O mercado financeiro abriu a segunda-feira, 6 de abril, com níveis elevados de apreensão diante do ultimato do presidente Donald Trump ao Irã. Trump ameaçou destruir usinas elétricas e pontes iranianas caso o Estreito de Ormuz não seja reaberto até amanhã às 20h, horário de Brasília. Em entrevista à Fox News no domingo, o presidente disse haver “boas chances” de um acordo ser firmado ainda nesta segunda-feira.

Cenário regional

O conflito envolvendo Estados Unidos, Israel e Irã completa seis semanas. Nesse período, Teerã intensificou ataques contra países do Golfo Pérsico que abrigam bases e instalações militares americanas. No domingo, drones iranianos atingiram alvos no Kuwait, nos Emirados Árabes Unidos e no Bahrein, provocando danos significativos a plantas petroquímicas, usinas de energia e estações de dessalinização. A Guarda Revolucionária iraniana assumiu a autoria desses ataques.

As ações iranianas ocorreram um dia depois de Israel ter atacado uma planta petroquímica no Irã que, segundo o primeiro-ministro Benjamin Netanyahu, arrecadava recursos para financiar o esforço de guerra iraniano. O Exército israelense também informou ter realizado “uma onda de ataques” sobre Teerã.

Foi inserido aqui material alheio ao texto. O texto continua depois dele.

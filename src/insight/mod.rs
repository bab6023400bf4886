//! Recommendation and insight lookups
//!
//! Static per-park text blocks keyed by canonical park name. Both lookups
//! are total functions: a key the tables don't know resolves to the
//! "All Parks" aggregate record, never to an error.

pub mod aspects;
pub mod recommendations;

pub use aspects::{insight_for, overall_insight, INSIGHTS};
pub use recommendations::{overall_recommendation, recommendation_for, RECOMMENDATIONS};
//! Per-park insight panels: top positive aspects and common complaints
//!
//! One lookup table keyed by park name, mirroring the recommendation
//! table. The "All Parks" record carries the cross-park aggregates and
//! doubles as the fallback for unknown keys.

use crate::catalog::{AspectMention, ParkInsight, ALL_PARKS};

/// All insight records, one per park plus the "All Parks" aggregate.
pub const INSIGHTS: &[ParkInsight] = &[
    ParkInsight {
        park: "Yellowstone",
        top_aspects: &[
            AspectMention { label: "Wildlife", icon: "🐻", share: 92 },
            AspectMention { label: "Geysers", icon: "🌋", share: 88 },
            AspectMention { label: "Hiking Trails", icon: "🥾", share: 75 },
        ],
        complaints: &[
            AspectMention { label: "Crowds", icon: "👥", share: 75 },
            AspectMention { label: "Traffic", icon: "🚗", share: 65 },
            AspectMention { label: "Lodging Availability", icon: "🏨", share: 60 },
        ],
    },
    ParkInsight {
        park: "Yosemite",
        top_aspects: &[
            AspectMention { label: "Waterfalls", icon: "🌊", share: 96 },
            AspectMention { label: "Hiking", icon: "🥾", share: 90 },
            AspectMention { label: "Forests", icon: "🌲", share: 85 },
        ],
        complaints: &[
            AspectMention { label: "Parking", icon: "🅿️", share: 80 },
            AspectMention { label: "Valley Crowds", icon: "👥", share: 70 },
            AspectMention { label: "Campsite Reservations", icon: "⛺", share: 65 },
        ],
    },
    ParkInsight {
        park: "Grand Canyon",
        top_aspects: &[
            AspectMention { label: "Scenery", icon: "🌄", share: 98 },
            AspectMention { label: "Rim Trails", icon: "🥾", share: 90 },
            AspectMention { label: "Viewpoints", icon: "👀", share: 85 },
        ],
        complaints: &[
            AspectMention { label: "Summer Heat", icon: "☀️", share: 70 },
            AspectMention { label: "Tour Prices", icon: "💰", share: 60 },
            AspectMention { label: "Shuttle Waits", icon: "⏱️", share: 55 },
        ],
    },
    ParkInsight {
        park: "Zion",
        top_aspects: &[
            AspectMention { label: "Narrows", icon: "🏞️", share: 92 },
            AspectMention { label: "Angels Landing", icon: "😇", share: 85 },
            AspectMention { label: "Scenery", icon: "🌅", share: 80 },
        ],
        complaints: &[
            AspectMention { label: "Shuttle System", icon: "🚌", share: 80 },
            AspectMention { label: "Crowds", icon: "👥", share: 75 },
            AspectMention { label: "Trail Safety", icon: "⚠️", share: 60 },
            AspectMention { label: "Parking Availability", icon: "🅿️", share: 55 },
        ],
    },
    ParkInsight {
        park: "Big Bend",
        top_aspects: &[
            AspectMention { label: "Night Skies", icon: "🌌", share: 95 },
            AspectMention { label: "Desert Views", icon: "🏜️", share: 90 },
            AspectMention { label: "Mountain Trails", icon: "⛰️", share: 85 },
        ],
        complaints: &[
            AspectMention { label: "Remote Location", icon: "🏜️", share: 70 },
            AspectMention { label: "Lack of Services", icon: "🏪", share: 65 },
            AspectMention { label: "Extreme Temperatures", icon: "🌡️", share: 60 },
        ],
    },
    ParkInsight {
        park: "Black Canyon",
        top_aspects: &[
            AspectMention { label: "Canyon Views", icon: "🏞️", share: 96 },
            AspectMention { label: "Photography", icon: "📸", share: 88 },
            AspectMention { label: "Rim Trails", icon: "🥾", share: 82 },
        ],
        complaints: &[
            AspectMention { label: "Limited Accessibility", icon: "♿", share: 75 },
            AspectMention { label: "Steep Trails", icon: "⚠️", share: 65 },
            AspectMention { label: "Weather Variability", icon: "⛈️", share: 55 },
        ],
    },
    ParkInsight {
        park: "Biscayne",
        top_aspects: &[
            AspectMention { label: "Snorkeling", icon: "🤿", share: 94 },
            AspectMention { label: "Boating", icon: "⛵", share: 88 },
            AspectMention { label: "Marine Life", icon: "🐠", share: 86 },
        ],
        complaints: &[
            AspectMention { label: "Boat Access Only", icon: "⛵", share: 80 },
            AspectMention { label: "Mosquitoes", icon: "🦟", share: 70 },
            AspectMention { label: "Limited Facilities", icon: "🚻", share: 60 },
        ],
    },
    ParkInsight {
        park: "Hot Springs",
        top_aspects: &[
            AspectMention { label: "Thermal Waters", icon: "♨️", share: 95 },
            AspectMention { label: "Historic Buildings", icon: "🏛️", share: 85 },
            AspectMention { label: "Health Benefits", icon: "💆", share: 80 },
        ],
        complaints: &[
            AspectMention { label: "Aging Facilities", icon: "🏚️", share: 75 },
            AspectMention { label: "Limited Parking", icon: "🅿️", share: 65 },
            AspectMention { label: "Commercialization", icon: "💰", share: 55 },
        ],
    },
    ParkInsight {
        park: "Independence",
        top_aspects: &[
            AspectMention { label: "Historical Significance", icon: "🏛️", share: 95 },
            AspectMention { label: "Liberty Bell", icon: "🔔", share: 92 },
            AspectMention { label: "Architecture", icon: "🏛️", share: 88 },
        ],
        complaints: &[
            AspectMention { label: "Urban Setting", icon: "🏙️", share: 70 },
            AspectMention { label: "Wait Times", icon: "⏳", share: 65 },
            AspectMention { label: "Noise Levels", icon: "🔊", share: 55 },
        ],
    },
    ParkInsight {
        park: "Valley Forge",
        top_aspects: &[
            AspectMention { label: "Historical Significance", icon: "⚔️", share: 92 },
            AspectMention { label: "Memorial Monuments", icon: "🗿", share: 85 },
            AspectMention { label: "Walking Trails", icon: "🚶", share: 80 },
        ],
        complaints: &[
            AspectMention { label: "Weekend Crowds", icon: "👥", share: 80 },
            AspectMention { label: "Limited Shade", icon: "☀️", share: 70 },
            AspectMention { label: "Trail Maintenance", icon: "🚧", share: 55 },
        ],
    },
    ParkInsight {
        park: "Dry Tortugas",
        top_aspects: &[
            AspectMention { label: "Marine Life", icon: "🐠", share: 98 },
            AspectMention { label: "Fort Jefferson", icon: "🏰", share: 94 },
            AspectMention { label: "Snorkeling", icon: "🤿", share: 92 },
        ],
        complaints: &[
            AspectMention { label: "Ferry Costs", icon: "⛴️", share: 75 },
            AspectMention { label: "Weather Dependence", icon: "⛈️", share: 70 },
            AspectMention { label: "Limited Amenities", icon: "🏝️", share: 65 },
        ],
    },
    ParkInsight {
        park: "Everglades",
        top_aspects: &[
            AspectMention { label: "Wildlife Diversity", icon: "🐊", share: 95 },
            AspectMention { label: "Airboat Tours", icon: "🚤", share: 88 },
            AspectMention { label: "Bird Watching", icon: "🦅", share: 86 },
        ],
        complaints: &[
            AspectMention { label: "Mosquitoes", icon: "🦟", share: 85 },
            AspectMention { label: "Humidity", icon: "💦", share: 75 },
            AspectMention { label: "Limited Wildlife Sightings", icon: "👀", share: 55 },
        ],
    },
    ParkInsight {
        park: ALL_PARKS,
        top_aspects: &[
            AspectMention { label: "Scenery", icon: "🌄", share: 95 },
            AspectMention { label: "Wildlife", icon: "🦌", share: 82 },
            AspectMention { label: "Hiking Trails", icon: "🥾", share: 65 },
        ],
        complaints: &[
            AspectMention { label: "Crowds", icon: "👥", share: 75 },
            AspectMention { label: "Parking", icon: "🅿️", share: 70 },
            AspectMention { label: "Facilities", icon: "🚻", share: 65 },
            AspectMention { label: "Fees", icon: "💰", share: 60 },
        ],
    },
];

/// Insight record for the aggregate "All Parks" view.
pub fn overall_insight() -> &'static ParkInsight {
    INSIGHTS
        .iter()
        .find(|i| i.park == ALL_PARKS)
        .unwrap_or(&INSIGHTS[0])
}

/// Look up the insight record for a park.
///
/// Total function: an unknown park name returns the "All Parks" aggregate
/// record rather than failing.
pub fn insight_for(park: &str) -> &'static ParkInsight {
    INSIGHTS
        .iter()
        .find(|i| i.park == park)
        .unwrap_or_else(|| overall_insight())
}

#[cfg(test)]
mod tests {
    use super::*;
    use crate::catalog::Catalog;

    #[test]
    fn test_every_park_has_a_record() {
        let catalog = Catalog::global();
        for park in catalog.parks() {
            assert_eq!(insight_for(park.name).park, park.name);
        }
        assert_eq!(INSIGHTS.len(), catalog.parks().len() + 1);
    }

    #[test]
    fn test_unknown_park_falls_back_to_aggregate() {
        assert_eq!(insight_for("Nonexistent Park"), overall_insight());
        assert_eq!(insight_for(ALL_PARKS), overall_insight());
    }

    #[test]
    fn test_panels_are_ordered_by_share() {
        for insight in INSIGHTS {
            let aspects: Vec<u8> = insight.top_aspects.iter().map(|a| a.share).collect();
            let mut sorted = aspects.clone();
            sorted.sort_unstable_by(|a, b| b.cmp(a));
            assert_eq!(aspects, sorted, "aspects out of order for {}", insight.park);

            let complaints: Vec<u8> = insight.complaints.iter().map(|c| c.share).collect();
            let mut sorted = complaints.clone();
            sorted.sort_unstable_by(|a, b| b.cmp(a));
            assert_eq!(complaints, sorted, "complaints out of order for {}", insight.park);
        }
    }

    #[test]
    fn test_panels_are_populated() {
        for insight in INSIGHTS {
            assert!(insight.top_aspects.len() >= 3, "park {}", insight.park);
            assert!(insight.complaints.len() >= 3, "park {}", insight.park);
        }
    }
}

Impacto nos preços e na oferta

O preço do petróleo pressionou os mercados nas últimas sessões: o Brent alcançou US$ 141,36 por barril na quinta-feira passada, o nível mais alto desde a crise financeira de 2008, acumulando alta de cerca de 50% desde o início do conflito. O petróleo americano WTI subiu aproximadamente 66% no mesmo período e era negociado a US$ 111,20 na noite de domingo, horário de Nova York. A decisão do grupo OPEC+ de aumentar as cotas de produção em 206 mil barris por dia para maio tem efeito limitado diante da escala da crise, segundo analistas.

Especialistas alertam que a duração do conflito já elevou pressões inflacionárias globalmente e que uma escalada adicional poderia transformar o choque de oferta em recessão mundial.

Perspectivas domésticas e indicadores

No Brasil, a edição mais recente do Relatório Focus divulgada nesta manhã indica nova alta nas expectativas de inflação para 2026. A projeção do IPCA para este ano subiu para 4,36%, ante 4,31% na semana anterior; há quatro semanas a estimativa era de 3,91%.

Apesar da tensão geopolítica, o petróleo Brent operava em leve queda na manhã de hoje, cotado a US$ 108 por barril, recuo de 0,8%, enquanto contratos futuros dos principais índices americanos apresentavam alta moderada.

Indicadores previstos

BRASIL

Relatório Focus

Imagem: Divulgação

PMI Composto S&P Global (Mar) — Esperado: ND; Anterior: 51,3

PMI do Setor de Serviços S&P Global (Mar) — Esperado: ND; Anterior: 53,1

ESTADOS UNIDOS

PMI ISM Não-Manufatura (Mar) — Esperado: 54,8; Anterior: 56,1

ISM Não-Manufatura: Preços (Mar) — Esperado: ND; Anterior: 63,0

A cobertura segue acompanhando a evolução das negociações e dos impactos nos preços de commodities e nas projeções inflacionárias.